However, this begs the question: should healthy competition be encouraged and brightest and the best be rewarded? Or, should less bright but home grown candidates be coddled through the system, lowering the standards of both medical education and medical care? What is wrong with healthy competition, after all?
Nothing is wrong with healthy competition. I doubt home grown candidates are coddled through the system. And the standards are not lowered.

What has been pointed out is that the competition must be fair and unbiased, which is clearly impossible. I would be totally free market and open on this issue except for one thing. The show stopper is that a US medical school graduate cannot even have the opportunity to earn a living or obtain a license to earn a living without at least one and now in some states, three years of residency. Since residency is supposed to be "training/education" which in reality it rarely is any more, particularly in bottom feeder programs, I find myself in agreement with those who would reserve these training positions for those who need the training: the medical school graduate who has not had an opportunity to practice for many years.

The real problem is the US protectionist medical licensing hedgemony that mandates 1-3 years of training for FMGs, even though they may be pre-eminently qualified in their own country or internationally recognized experts in their field.

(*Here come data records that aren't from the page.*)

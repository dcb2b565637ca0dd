//! RelayBlueprint - Config Loader output
//!
//! Describes the complete relay deployment: listener, canonical destination,
//! replication mode and the registered sinks.

use serde::{Deserialize, Serialize};
use std::collections::HashMap;

/// Default canonical collector endpoint
pub const DEFAULT_DESTINATION_URI: &str = "https://dc.services.visualstudio.com/v2/track";

/// Configuration version
#[derive(Debug, Clone, Copy, PartialEq, Eq, Default, Serialize, Deserialize)]
pub enum ConfigVersion {
    #[default]
    V1,
}

/// Complete relay configuration blueprint
#[derive(Debug, Clone, Default, Serialize, Deserialize)]
pub struct RelayBlueprint {
    /// Configuration version
    #[serde(default)]
    pub version: ConfigVersion,

    /// Inbound listener settings
    #[serde(default)]
    pub server: ServerConfig,

    /// Canonical destination
    #[serde(default)]
    pub destination: DestinationConfig,

    /// Fan-out behaviour
    #[serde(default)]
    pub replication: ReplicationConfig,

    /// Secondary sinks
    #[serde(default)]
    pub sinks: Vec<SinkConfig>,
}

/// Inbound listener settings
#[derive(Debug, Clone, Serialize, Deserialize)]
pub struct ServerConfig {
    /// Bind address
    #[serde(default = "default_listen")]
    pub listen: String,

    /// Path telemetry channels post to; must start with '/'
    #[serde(default = "default_proxy_path")]
    pub proxy_path: String,

    /// Advertised self-URI of the relay (informational)
    #[serde(default)]
    pub public_uri: Option<String>,

    /// Upper bound for a declared Content-Length
    #[serde(default = "default_max_body_bytes")]
    pub max_body_bytes: u64,
}

impl Default for ServerConfig {
    fn default() -> Self {
        Self {
            listen: default_listen(),
            proxy_path: default_proxy_path(),
            public_uri: None,
            max_body_bytes: default_max_body_bytes(),
        }
    }
}

fn default_listen() -> String {
    "0.0.0.0:8080".to_string()
}

fn default_proxy_path() -> String {
    "/v2/track".to_string()
}

fn default_max_body_bytes() -> u64 {
    32 * 1024 * 1024
}

/// Canonical destination settings
#[derive(Debug, Clone, Serialize, Deserialize)]
pub struct DestinationConfig {
    /// Absolute URI of the canonical collector
    #[serde(default = "default_destination_uri")]
    pub uri: String,

    /// Network timeout for the forward (milliseconds)
    #[serde(default = "default_destination_timeout_ms")]
    pub timeout_ms: u64,
}

impl Default for DestinationConfig {
    fn default() -> Self {
        Self {
            uri: default_destination_uri(),
            timeout_ms: default_destination_timeout_ms(),
        }
    }
}

fn default_destination_uri() -> String {
    DEFAULT_DESTINATION_URI.to_string()
}

fn default_destination_timeout_ms() -> u64 {
    30_000
}

/// Fan-out behaviour
#[derive(Debug, Clone, Copy, Default, Serialize, Deserialize)]
pub struct ReplicationConfig {
    /// Await sink completion before answering the caller
    #[serde(default)]
    pub await_completion: bool,
}

/// Sink configuration
#[derive(Debug, Clone, Serialize, Deserialize)]
pub struct SinkConfig {
    /// Sink name (unique)
    pub name: String,

    /// Sink type
    pub sink_type: SinkType,

    /// Network timeout for one replication (milliseconds)
    #[serde(default = "default_sink_timeout_ms")]
    pub timeout_ms: u64,

    /// Sink-specific parameters
    #[serde(default)]
    pub params: HashMap<String, String>,
}

fn default_sink_timeout_ms() -> u64 {
    10_000
}

/// Sink type
#[derive(Debug, Clone, Copy, PartialEq, Eq, Serialize, Deserialize)]
#[serde(rename_all = "snake_case")]
pub enum SinkType {
    /// Log batch summaries
    Log,
    /// Search/analytics bulk indexing API
    BulkIndex,
}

Eliminate this barrier and you would promptly eliminate this problem. But in so doing, you deprive the "training institutions" of their plentiful and compliant source of free laborers who will tolerate anything for the right to permanently emmigrate.


Oh, but how is the US government supposed to fill all those jobs in the "medically underserved areas"? If it was not for J-1 waivers, who would work there? So, no, I do not think that J-1 visa holders are simply trained and sent back, wasting the US taxpayers money. In fact, there is a lot of savings made, getting a "ready-made" physician (often times already with PG experience, let alone medical diploma) to work in the areas where US citizens/Permanent Residents would not set a foot in.
Therein lies a major falacy. One of my former students on a J-1 visa accepted a "training" position in a "medically underserved" area. He was basically screwed by the agency he went to work for, and when he figured it out and called them on it, they told him that since he signed a "training wage contract," then signed an affidavit certifying he was being paid much more, that was fraud and if he said anything, he'd be deported. He worked for $600/month for a year before he called me. INS did not deport him, and did arrest his boss, himself a green card holder, who was deported for this little charade.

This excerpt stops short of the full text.